Updated

Previous research has shown that patients take only about half of their prescribed medication, and a new study suggests that interventions designed to improve these rates have proven futile thus far.

The research, published in The Cochrane Library, draws data from 182 trials that tested various approaches designed to increase medication adherence, Medical News Today reported. When patients fail to take their medications as prescribed, they put their health at risk. In addition to not taking the full amount of medication prescribed, many patients fail to follow the instructions for taking their meds, past studies have revealed.
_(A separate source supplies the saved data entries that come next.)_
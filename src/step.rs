//! Execution of a single pipeline step against the collaborators.

use std::fmt;
use std::path::{Path, PathBuf};
use std::sync::Arc;
use std::time::{Duration, Instant};

use serde::{Deserialize, Serialize};

use crate::error::CollaboratorError;
use crate::state_machine::{State, WorkItem, WorkflowState};
use crate::storage::{ArtifactSlot, Scratch, Storage, content_type_for};
use crate::transform::Transformer;

#[derive(Debug, Clone, Copy, PartialEq, Eq, PartialOrd, Ord, Hash, Serialize, Deserialize)]
#[serde(rename_all = "snake_case")]
pub enum StepKind {
    Fetch,
    Transform,
    Store,
    Cleanup,
}

impl fmt::Display for StepKind {
    fn fmt(&self, f: &mut fmt::Formatter<'_>) -> fmt::Result {
        match self {
            StepKind::Fetch => write!(f, "fetch"),
            StepKind::Transform => write!(f, "transform"),
            StepKind::Store => write!(f, "store"),
            StepKind::Cleanup => write!(f, "cleanup"),
        }
    }
}

#[derive(Debug, Clone, Copy, PartialEq, Eq)]
pub enum StepStatus {
    Success,
    RetryableFailure,
    FatalFailure,
}

/// The result of one step attempt.
#[derive(Debug, Clone)]
pub struct StepOutcome {
    pub step: StepKind,
    pub status: StepStatus,
    /// Scratch artifact produced by the step, if it produces one.
    pub artifact: Option<PathBuf>,
    pub error: Option<CollaboratorError>,
    pub attempt: u32,
    pub elapsed: Duration,
}

impl StepOutcome {
    pub fn success(
        step: StepKind,
        attempt: u32,
        artifact: Option<PathBuf>,
        elapsed: Duration,
    ) -> Self {
        Self {
            step,
            status: StepStatus::Success,
            artifact,
            error: None,
            attempt,
            elapsed,
        }
    }

    /// A failed attempt, classified by the error's kind.
    pub fn failure(step: StepKind, attempt: u32, error: CollaboratorError, elapsed: Duration) -> Self {
        let status = if error.is_retryable() {
            StepStatus::RetryableFailure
        } else {
            StepStatus::FatalFailure
        };
        Self {
            step,
            status,
            artifact: None,
            error: Some(error),
            attempt,
            elapsed,
        }
    }

    pub fn detail(&self) -> String {
        match &self.error {
            Some(err) => err.to_string(),
            None => "ok".to_string(),
        }
    }
}

/// The external systems steps talk to.
#[derive(Clone)]
pub struct Collaborators {
    pub storage: Arc<dyn Storage>,
    pub transformer: Arc<dyn Transformer>,
    pub scratch: Arc<dyn Scratch>,
}

/// Hard deadline for each step kind.
#[derive(Debug, Clone, Copy, PartialEq)]
pub struct StepTimeouts {
    pub fetch: Duration,
    pub transform: Duration,
    pub store: Duration,
    pub cleanup: Duration,
}

impl Default for StepTimeouts {
    fn default() -> Self {
        Self {
            fetch: Duration::from_secs(5 * 60),
            transform: Duration::from_secs(10 * 60),
            store: Duration::from_secs(5 * 60),
            cleanup: Duration::from_secs(60),
        }
    }
}

impl StepTimeouts {
    pub fn for_step(&self, step: StepKind) -> Duration {
        match step {
            StepKind::Fetch => self.fetch,
            StepKind::Transform => self.transform,
            StepKind::Store => self.store,
            StepKind::Cleanup => self.cleanup,
        }
    }
}

/// Everything a step attempt reads: the item and the artifacts earlier
/// steps left behind.
#[derive(Debug, Clone, Copy)]
pub struct StepInput<'a> {
    pub item: &'a WorkItem,
    pub attempt: u32,
    pub fetched: Option<&'a Path>,
    pub transformed: Option<&'a Path>,
}

impl<'a> From<&'a WorkflowState> for StepInput<'a> {
    fn from(wf: &'a WorkflowState) -> Self {
        Self {
            item: &wf.item,
            attempt: wf.attempt,
            fetched: wf.fetched.as_deref(),
            transformed: wf.transformed.as_deref(),
        }
    }
}

/// Runs steps under a deadline and classifies what happened. Never touches
/// workflow state.
pub struct StepExecutor {
    collaborators: Collaborators,
}

impl StepExecutor {
    pub fn new(collaborators: Collaborators) -> Self {
        Self { collaborators }
    }

    pub async fn execute(
        &self,
        step: StepKind,
        input: &StepInput<'_>,
        timeout: Duration,
    ) -> StepOutcome {
        let started = Instant::now();
        let result = match tokio::time::timeout(timeout, self.invoke(step, input)).await {
            Ok(result) => result,
            Err(_) => Err(CollaboratorError::timeout(format!(
                "{step} step exceeded its {}ms deadline",
                timeout.as_millis()
            ))),
        };
        let elapsed = started.elapsed();

        match result {
            Ok(artifact) => StepOutcome::success(step, input.attempt, artifact, elapsed),
            Err(err) => StepOutcome::failure(step, input.attempt, err, elapsed),
        }
    }

    /// The earliest artifact the current state depends on that the scratch
    /// space no longer holds.
    pub async fn missing_artifact(&self, wf: &WorkflowState) -> Option<ArtifactSlot> {
        let needs_transformed = match wf.state {
            State::Transforming => false,
            State::Storing => true,
            _ => return None,
        };
        if needs_transformed && self.holds(wf.transformed.as_deref()).await {
            return None;
        }
        if !self.holds(wf.fetched.as_deref()).await {
            return Some(ArtifactSlot::Fetched);
        }
        needs_transformed.then_some(ArtifactSlot::Transformed)
    }

    async fn holds(&self, artifact: Option<&Path>) -> bool {
        match artifact {
            Some(path) => self.collaborators.scratch.contains(path).await,
            None => false,
        }
    }

    async fn invoke(
        &self,
        step: StepKind,
        input: &StepInput<'_>,
    ) -> Result<Option<PathBuf>, CollaboratorError> {
        let Collaborators {
            storage,
            transformer,
            scratch,
        } = &self.collaborators;
        let item = input.item;

        match step {
            StepKind::Fetch => {
                let bytes = storage.read(&item.source).await?;
                let artifact = scratch.park(&item.id, ArtifactSlot::Fetched, bytes).await?;
                Ok(Some(artifact))
            }
            StepKind::Transform => {
                let fetched = required(input.fetched, ArtifactSlot::Fetched)?;
                let bytes = scratch.load(fetched).await?;
                let transformed = transformer.transform(bytes, &item.directive).await?;
                let artifact = scratch
                    .park(&item.id, ArtifactSlot::Transformed, transformed)
                    .await?;
                Ok(Some(artifact))
            }
            StepKind::Store => {
                let transformed = required(input.transformed, ArtifactSlot::Transformed)?;
                let bytes = scratch.load(transformed).await?;
                let content_type = content_type_for(&item.destination.key);
                storage.write(&item.destination, bytes, content_type).await?;
                Ok(None)
            }
            StepKind::Cleanup => {
                scratch.release(&item.id).await?;
                Ok(None)
            }
        }
    }
}

fn required(artifact: Option<&Path>, slot: ArtifactSlot) -> Result<&Path, CollaboratorError> {
    artifact.ok_or_else(|| CollaboratorError::not_found(format!("no {slot:?} artifact recorded")))
}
In the new study, scientists assessed trials that analyzed medical conditions as well as those that pertained to medication adherence plans. However, their review considered many studies that had underlying design issues, which made it difficult for researchers to pinpoint which intervention approaches were effective. Often, the researchers wrote, trial evidence was “unreliable and inconsistent.”

Many of the trails varied widely in terms of the number of patients considered, treatments, medicine adherence measurement and clinical outcomes.

“It would have been misleading to try to come up with general conclusions," lead researcher Robby Nieuwlaat, of McMaster University in Canada said in a statement.

Nieuwlaat and his team that only 17 trials were high-quality. The strong studies tested combinations of different approaches, such as education, counseling, and family and pharmacist support.

Only five of the trials indicated an improvement in patients’ health outcomes and increased medication compliance.

"It is uncertain how medicine adherence can consistently be improved so that the full health benefits of medicines can be realized,” the researchers wrote. “We need more advanced methods for researching ways to improve medicine adherence, including better interventions, better ways of measuring adherence and studies that include sufficient patients to draw conclusions on clinically important effects."

To help jump-start that effort, the study authors have created a database of the trials, which the medical community can review to develop better intervention plans.

"By making our comprehensive database available for sharing," Nieuwlaat said, "we hope to contribute to the design of better trials and interventions for medication adherence."

"We need to avoid repeating the painful lessons of adherence research to date and begin with interventions that have shown some promise, or at least have not produced repeatedly negative results.”